Some do succeed because they work hard. They spend weekends and public holidays just to cram themselves in front of digital screens, just like what bloggers do after they snap a great picture at a much-hyped event. Despite the practicality of modern things, it seems that we do more and more to create the perfect version of our work. And only few can really fare well in managing between time for business and for a personal life.

Yes, you need the latter. I cannot tell you how many people out there bragging to sardonically say “What personal life?” when I touch this subject. I was like that, too, at some point in the past. I understand how easy we can forget that we, at the very heart of our being, are a social creature. I read in an article a few days ago that no one can be great in business for long if he or she doesn’t have a good personal life. Scientists have found after a thorough research spanning over 75 years in the U.S. (forgot the name of this unique research project, but it’s there in the TED Talks), that the happier people are those who could hold good relationships for a long time (this includes with neighbors, people at work, family, all sorts of things).

So, what’s the point of doing your own thing if you only work harder and harder in the end, and not the other way around? Life was, and is, never about hard work, anyway.

One of the last and most unlikely important things when I think about any decision related to work is regrets. Like in any relationship, you don’t want to miss any opportunity that leaves a bitter taste in your mouth. But sometimes we’re just too damn self-obsessed, super-selfish in stubbornly defending the meaning of our work, while there were friends, families and significant others waiting for us not to take them for granted. When that happens, no money or success can really alter the damage. And such regret lives in you, not just in your past.

At the end of the day, I believe that happiness does count.
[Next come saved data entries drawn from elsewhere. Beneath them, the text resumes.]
//! Scoped lifetimes for the resources buckets refer to.
//!
//! A [`Pool`] is a scope with a list of release callbacks. Files, memory maps,
//! allocators and brigades register a callback on the pool they were created
//! against, and the callback runs when the pool is cleared or its last handle
//! is dropped. Pools form a tree: clearing a pool clears its children first,
//! which is what makes [`Pool::is_ancestor_of`] meaningful for set-aside
//! decisions - anything registered on an ancestor of a pool is guaranteed to
//! outlive that pool.
//!
//! Memory is not allocated from pools here, the global allocator and the
//! [`BucketAllocator`](crate::BucketAllocator) take care of that. Only the
//! release ordering is modelled.

use core::cell::{Cell, RefCell};
use std::rc::{Rc, Weak};

/// A handle to a scope with release callbacks.
///
/// Handles are cheap to clone and all refer to the same scope. The scope is
/// cleared when [`Pool::clear`] is called, or when the last handle is dropped.
/// A cleared pool stays usable, new callbacks can be registered on it.
///
/// Not synchronized. A pool and everything registered on it is meant to be
/// used by one logical flow at a time.
#[derive(Clone)]
pub struct Pool(Rc<Inner>);

/// An identifier of a release callback registered on a [`Pool`].
#[derive(Clone, Copy, Debug, Eq, Hash, PartialEq)]
pub struct Cleanup(u64);

struct Inner {
    /// The parent scope, kept alive for as long as this one exists.
    parent: Option<Pool>,
    /// Child scopes, cleared before this one.
    children: RefCell<Vec<Weak<Inner>>>,
    /// Callbacks in registration order. They are removed before running, so
    /// a callback is free to register or cancel others.
    cleanups: RefCell<Vec<(Cleanup, Box<dyn FnOnce()>)>>,
    /// The next callback identifier.
    next_id: Cell<u64>,
}

impl Pool {
    /// Creates a new root pool.
    #[inline(always)]
    #[must_use]
    pub fn new() -> Pool {
        Pool::with_parent(None)
    }

    /// Creates a child pool, which is cleared whenever this pool is cleared.
    #[must_use]
    pub fn create_child(&self) -> Pool {
        let child = Pool::with_parent(Some(self.clone()));
        let mut children = self.0.children.borrow_mut();
        children.retain(|child| child.strong_count() != 0);
        children.push(Rc::downgrade(&child.0));
        child
    }

    fn with_parent(parent: Option<Pool>) -> Pool {
        Pool(Rc::new(Inner {
            parent,
            children: RefCell::default(),
            cleanups: RefCell::default(),
            next_id: Cell::new(0),
        }))
    }

    /// Registers `f` to run when this pool is cleared. The returned value can
    /// be used to cancel the callback or to run it early.
    pub fn register(&self, f: impl FnOnce() + 'static) -> Cleanup {
        let id = Cleanup(self.0.next_id.get());
        self.0.next_id.set(id.0 + 1);
        self.0.cleanups.borrow_mut().push((id, Box::new(f)));
        id
    }

    /// Removes a callback without running it. Returns `false` if it has
    /// already run or has been cancelled.
    pub fn cancel(&self, cleanup: Cleanup) -> bool {
        self.take(cleanup).is_some()
    }

    /// Runs a callback now instead of when the pool is cleared. Returns
    /// `false` if it has already run or has been cancelled.
    pub fn run_cleanup(&self, cleanup: Cleanup) -> bool {
        match self.take(cleanup) {
            Some(f) => {
                f();
                true
            }
            None => false,
        }
    }

    fn take(&self, cleanup: Cleanup) -> Option<Box<dyn FnOnce()>> {
        let mut cleanups = self.0.cleanups.borrow_mut();
        let index = cleanups.iter().position(|(id, _)| *id == cleanup)?;
        Some(cleanups.remove(index).1)
    }

    /// Returns `true` if this pool is `other` or one of its ancestors, that
    /// is, this pool is guaranteed to be cleared no earlier than `other`.
    #[must_use]
    pub fn is_ancestor_of(&self, other: &Pool) -> bool {
        let mut current = Some(other);
        while let Some(pool) = current {
            if Rc::ptr_eq(&self.0, &pool.0) {
                return true;
            }
            current = pool.0.parent.as_ref();
        }
        false
    }

    /// Returns the parent pool, if any.
    #[inline(always)]
    #[must_use]
    pub fn parent(&self) -> Option<&Pool> {
        self.0.parent.as_ref()
    }

    /// Returns `true` if both handles refer to the same pool.
    #[inline(always)]
    #[must_use]
    pub fn ptr_eq(&self, other: &Pool) -> bool {
        Rc::ptr_eq(&self.0, &other.0)
    }

    /// Returns the number of callbacks waiting to run.
    #[must_use]
    pub fn pending(&self) -> usize {
        self.0.cleanups.borrow().len()
    }

    /// Clears the child pools, then runs every registered callback in reverse
    /// order of registration.
    pub fn clear(&self) {
        self.0.clear();
    }

    /// Clears the pool and drops this handle.
    #[inline(always)]
    pub fn destroy(self) {
        self.clear();
    }
}

impl Inner {
    fn clear(&self) {
        let children: Vec<_> = self
            .children
            .borrow()
            .iter()
            .filter_map(Weak::upgrade)
            .collect();
        for child in children.iter().rev() {
            child.clear();
        }
        let pending = self.cleanups.borrow().len();
        if pending != 0 {
            tracing::trace!(pending, "pool: running cleanups");
        }
        loop {
            // The borrow must end before the callback runs.
            let next = self.cleanups.borrow_mut().pop();
            match next {
                Some((_, f)) => f(),
                None => break,
            }
        }
    }
}

impl Drop for Inner {
    fn drop(&mut self) {
        self.clear();
    }
}

impl Default for Pool {
    #[inline(always)]
    fn default() -> Self {
        Self::new()
    }
}

impl core::fmt::Debug for Pool {
    fn fmt(&self, f: &mut core::fmt::Formatter<'_>) -> core::fmt::Result {
        f.debug_struct("Pool")
            .field("ptr", &Rc::as_ptr(&self.0))
            .field("parent", &self.0.parent.as_ref().map(|p| Rc::as_ptr(&p.0)))
            .field("pending", &self.pending())
            .finish_non_exhaustive()
    }
}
People can take great selfies and tag whatever brands they wear, but the most suitable work for you will add depth to your meaningful life beyond labels and labels. Do research before you make any decision. Because, you really don’t want to end up like Dr. Frankenstein, creating your own monster only to have him haunt for your life. Once again, great jobs are never solely about the work. It’s about you being a happier person while you’re at it, for the benefit of yourself and for others. Go and start your own business if that suits you. If not, take it easy; only those insecure people will judge you.